Trump Pledges to Gut FDA: Which Regulations Need to Go?

Regulatory NewsRegulatory News | 01 February 2017 |  By 

With an executive order (EO) and comments from President Donald Trump yesterday calling for a massive overhaul of US Food and Drug Administration (FDA) regulations, legal experts and former FDA officials are offering some practical and creative ways the agency could clean house.

And before this dive into what FDA might or even could do following the signing of this EO, it is important to remember a constant refrain from all experts Focus spoke with: FDA codifies statutes passed by Congress and many deal with processes that make clarifications for industry.

Erika Lietzan, an associate professor of law at the University of Missouri School of Law and former associate general counsel of industry group PhRMA, told Focus via email: “The EO does not – could not – change the agency’s mandate from Congress. In addition, I don’t see why the agency’s interpretations of the statute or its regulatory policy would change. If the agency had to remove its NDA [new drug application] regulations, for instance, that doesn’t change the fact that under the FDCA [Federal Food, Drug, and Cosmetic Act] a new drug cannot be introduced into interstate commerce without an approved new drug application that is held to the statutory safety and effectiveness standard.”

And Lietzan does think there are regulations FDA could remove with little impact on industry or public health. 

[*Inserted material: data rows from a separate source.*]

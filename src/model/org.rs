use serde::{Deserialize, Serialize};

#[derive(Clone, Serialize, Deserialize, utoipa::ToSchema)]
pub struct RegionDto {
    pub id: i32,
    pub name: String,
}

#[derive(Clone, Serialize, Deserialize, utoipa::ToSchema)]
pub struct CreateRegionDto {
    pub name: String,
}

#[derive(Clone, Serialize, Deserialize, utoipa::ToSchema)]
pub struct UnitDto {
    pub id: i32,
    pub name: String,
    pub region_id: i32,
}

#[derive(Clone, Serialize, Deserialize, utoipa::ToSchema)]
pub struct CreateUnitDto {
    pub name: String,
    pub region_id: i32,
}
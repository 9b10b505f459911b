//! Test context structure and utilities.
//!
//! The `TestContext` returned by `TestBuilder` wraps an in-memory SQLite database
//! and exposes fixture accessors for inserting org, user, and project rows.

use sea_orm::{sea_query::TableCreateStatement, ConnectionTrait, Database, DatabaseConnection};

use crate::{
    error::TestError,
    fixtures::{org::OrgFixtures, project::ProjectFixtures, user::UserFixtures},
};

/// Test context created by [`TestBuilder`](crate::TestBuilder).
///
/// ```ignore
/// let test = TestBuilder::new().with_attendance_tables().build().await?;
///
/// let (region, unit) = test.org().insert_region_with_unit("North", "North A").await?;
/// let member = test.org().insert_mock_member(1, unit.id).await?;
/// let (project, event) = test.projects().insert_project_with_event("Winter Camp").await?;
/// ```
pub struct TestContext {
    /// Database connection to in-memory SQLite database
    pub db: DatabaseConnection,
}

impl TestContext {
    pub(crate) async fn new() -> Result<Self, TestError> {
        let db = Database::connect("sqlite::memory:").await?;

        Ok(TestContext { db })
    }

    pub(crate) async fn with_tables(
        &self,
        stmts: Vec<TableCreateStatement>,
    ) -> Result<(), TestError> {
        for stmt in stmts {
            self.db.execute(&stmt).await?;
        }

        Ok(())
    }

    /// Org tree and member fixtures
    pub fn org(&self) -> OrgFixtures<'_> {
        OrgFixtures::new(&self.db)
    }

    /// Keshav user and assignment fixtures
    pub fn users(&self) -> UserFixtures<'_> {
        UserFixtures::new(&self.db)
    }

    /// Project, event, and registration fixtures
    pub fn projects(&self) -> ProjectFixtures<'_> {
        ProjectFixtures::new(&self.db)
    }

    /// Convert the database connection into any state type constructible from it.
    ///
    /// This allows conversion to AppState without creating a circular dependency
    /// between the test-utils crate and the main keshav crate.
    pub fn to_app_state<T>(&self) -> T
    where
        T: From<DatabaseConnection>,
    {
        T::from(self.db.clone())
    }
}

“I think there are probably quite a few regulations on the books that could be removed,” she said. “21 CFR Part 99, for instance, contains 15 regulations, and the statutory authority for the regulations sunsetted. As explained on page 6 of this draft guidance, those regulations are no longer applicable. So that’s 15 right off the bat. I think there are quite a few others that are dated, no longer used, and so forth.  If the EO applies to guidance documents, the same thing is probably true; I suspect there are numerous old guidance documents that have not been (but should be) formally withdrawn.”

But from what President Trump said Tuesday to pharmaceutical CEOs, his plan for FDA does, at least at face value, seem to be about more than just cleaning up outdated regulations.

Aaron Kesselheim, an associate professor of medicine at Harvard Medical School, told Focus: "I think it depends which regulations and guidances we're talking about eliminating. If there are vestigial guidances that are on the books but have been rendered moot or superseded, then removing them would not have much impact. But from what President Trump said, it doesn't sound like he means those."

Others also think FDA already does a decent job of cleaning up, at least outdated guidance documents, though the agency could take a creative approach to rescinding regulations.

Bob Pollock, former acting deputy director of the Office of Generic Drugs at FDA, told Focus to “remember that each year the FDA removes or withdraws outdated guidance documents -  very seldom do they withdrawal regulations ... Most of the regulations don’t really deal with safety or effectiveness but deal with process.  And they simply codify statutes passed by the Congress. So it is Congress that would need to stop passing statutory bills or rescind some laws to help out the agency meet this ridiculous target.”

Erick Turner, former FDA reviewer of psychotropic drugs from 1998 to 2001, told Focus FDA could rescind regulations that require drug safety or efficacy problems to be redacted from public view. Or FDA could rescind regulations on its clinical hold tribunals.

“If you are concerned about the safety of a first-in-human clinical trial and your review group puts the IND [investigational new drug] on clinical hold, you have to go before a tribunal and defend your decision,” Turner said. “The holds tribunals can only discourage clinical holds, which are there to protect patients.”

Industry Certainty? 

As for the EO’s wider implications, Lietzan said she expects it could hamper industry’s understanding of FDA’s interpretations of laws set by Congress, which will likely be key to industry understanding how FDA will apply provisions from the recently passed 21st Century Cures Act.

“So I think the real issue would be lack of certainty for regulated industry and lack of transparency to the public,” she explained. “For instance, the agency has been slow to issue guidance to implement the biosimilar statute (though several things have come out in recent months), and in my own view aspects of it would benefit from rulemaking. Obviously FDA will continue to hold biosimilar biologics to high standards, will continue to provide biosimilar sponsors advice in meetings, and will continue to approve biosimilars when it is confident they satisfy the statutory standard. 

"The lack of regulations (and guidance, if this also precludes guidance) will simply mean that industry has to deduce the agency’s policies and views by studying its case-by-case decisions – its approval decisions, its enforcement actions, and so forth," she added. "Also, the underlying interpretations and policy calls will not benefit from the input of a wider stakeholder group.” 

But the “one out, two in” plan does not seem to make sense in the long term as FDA and other agencies would eventually run out of regulations to cut.

“Obviously, the math is what it is; if the rule is 2-for-1 indefinitely, eventually we end up with zero. But the EO instruction seems to be labeled just for fiscal year 2017. I suspect that FDA can clean up for a year or two, and the overall apparatus will be leaner and cleaner as a result,” Lietzan said.